EXERCISE PROMPT: In the entries below, the word "captures" appears on some lines. Copy each of those lines.

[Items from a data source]
^^^^

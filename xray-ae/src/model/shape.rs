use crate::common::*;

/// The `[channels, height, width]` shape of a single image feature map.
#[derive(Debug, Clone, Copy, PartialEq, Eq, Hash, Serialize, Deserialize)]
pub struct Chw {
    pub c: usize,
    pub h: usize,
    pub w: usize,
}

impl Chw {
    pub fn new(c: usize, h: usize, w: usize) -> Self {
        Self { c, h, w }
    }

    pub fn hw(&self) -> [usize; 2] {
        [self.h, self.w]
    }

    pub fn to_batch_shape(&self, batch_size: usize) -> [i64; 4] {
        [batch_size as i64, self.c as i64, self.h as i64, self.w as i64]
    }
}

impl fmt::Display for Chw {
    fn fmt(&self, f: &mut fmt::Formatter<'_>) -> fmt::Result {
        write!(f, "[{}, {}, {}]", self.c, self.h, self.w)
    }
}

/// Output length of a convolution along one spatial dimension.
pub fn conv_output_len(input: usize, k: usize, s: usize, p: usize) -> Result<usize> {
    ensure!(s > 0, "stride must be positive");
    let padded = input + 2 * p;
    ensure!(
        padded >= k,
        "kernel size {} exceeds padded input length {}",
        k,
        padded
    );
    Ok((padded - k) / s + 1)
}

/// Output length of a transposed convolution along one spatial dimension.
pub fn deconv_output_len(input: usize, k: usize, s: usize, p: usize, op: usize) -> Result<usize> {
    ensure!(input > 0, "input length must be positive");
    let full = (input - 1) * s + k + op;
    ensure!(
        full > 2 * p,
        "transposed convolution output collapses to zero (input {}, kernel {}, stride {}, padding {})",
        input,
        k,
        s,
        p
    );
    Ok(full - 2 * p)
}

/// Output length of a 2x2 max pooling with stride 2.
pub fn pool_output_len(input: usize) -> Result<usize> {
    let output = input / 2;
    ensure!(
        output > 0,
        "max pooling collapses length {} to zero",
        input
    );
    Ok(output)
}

^^^^

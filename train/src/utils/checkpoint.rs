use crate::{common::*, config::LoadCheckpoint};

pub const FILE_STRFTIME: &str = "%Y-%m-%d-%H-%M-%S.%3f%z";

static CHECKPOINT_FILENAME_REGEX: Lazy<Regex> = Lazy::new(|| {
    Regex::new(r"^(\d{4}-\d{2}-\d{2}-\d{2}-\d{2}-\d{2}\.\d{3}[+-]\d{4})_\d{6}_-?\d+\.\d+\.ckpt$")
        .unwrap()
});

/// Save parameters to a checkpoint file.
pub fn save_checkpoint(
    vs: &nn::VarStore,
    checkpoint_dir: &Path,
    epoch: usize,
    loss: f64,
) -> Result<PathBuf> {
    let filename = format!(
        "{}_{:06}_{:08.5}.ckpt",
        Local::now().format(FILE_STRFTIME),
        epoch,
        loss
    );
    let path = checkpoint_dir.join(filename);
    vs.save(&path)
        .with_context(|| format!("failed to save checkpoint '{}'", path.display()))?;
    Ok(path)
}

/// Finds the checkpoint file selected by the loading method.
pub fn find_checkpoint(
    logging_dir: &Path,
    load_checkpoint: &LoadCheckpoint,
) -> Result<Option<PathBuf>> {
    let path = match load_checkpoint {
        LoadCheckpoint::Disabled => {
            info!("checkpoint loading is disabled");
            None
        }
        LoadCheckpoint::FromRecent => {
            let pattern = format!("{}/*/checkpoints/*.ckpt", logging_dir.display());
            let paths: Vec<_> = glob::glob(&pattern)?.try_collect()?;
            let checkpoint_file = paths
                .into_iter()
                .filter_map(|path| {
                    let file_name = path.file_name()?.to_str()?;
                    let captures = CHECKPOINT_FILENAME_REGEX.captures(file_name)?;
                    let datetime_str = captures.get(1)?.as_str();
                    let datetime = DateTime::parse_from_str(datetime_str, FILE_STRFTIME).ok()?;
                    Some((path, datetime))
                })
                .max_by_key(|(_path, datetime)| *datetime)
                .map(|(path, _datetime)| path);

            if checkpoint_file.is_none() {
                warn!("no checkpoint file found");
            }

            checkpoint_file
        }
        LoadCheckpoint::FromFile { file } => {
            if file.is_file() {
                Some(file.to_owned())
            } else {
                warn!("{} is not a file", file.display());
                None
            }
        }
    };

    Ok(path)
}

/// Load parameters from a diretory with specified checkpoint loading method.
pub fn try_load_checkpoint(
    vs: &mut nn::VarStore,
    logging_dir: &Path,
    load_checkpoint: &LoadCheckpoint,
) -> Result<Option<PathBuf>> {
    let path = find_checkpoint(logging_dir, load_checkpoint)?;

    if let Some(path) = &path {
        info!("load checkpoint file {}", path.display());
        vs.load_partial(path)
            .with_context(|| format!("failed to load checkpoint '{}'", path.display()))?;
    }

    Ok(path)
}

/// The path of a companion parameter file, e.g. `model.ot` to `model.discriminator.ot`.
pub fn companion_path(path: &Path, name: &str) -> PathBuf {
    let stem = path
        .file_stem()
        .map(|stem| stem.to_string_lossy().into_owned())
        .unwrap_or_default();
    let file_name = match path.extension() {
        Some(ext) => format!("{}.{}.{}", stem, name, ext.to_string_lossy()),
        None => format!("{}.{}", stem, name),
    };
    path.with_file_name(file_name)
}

^^^^

EXPECTED ANSWER:
                    let captures = CHECKPOINT_FILENAME_REGEX.captures(file_name)?;
                    let datetime_str = captures.get(1)?.as_str();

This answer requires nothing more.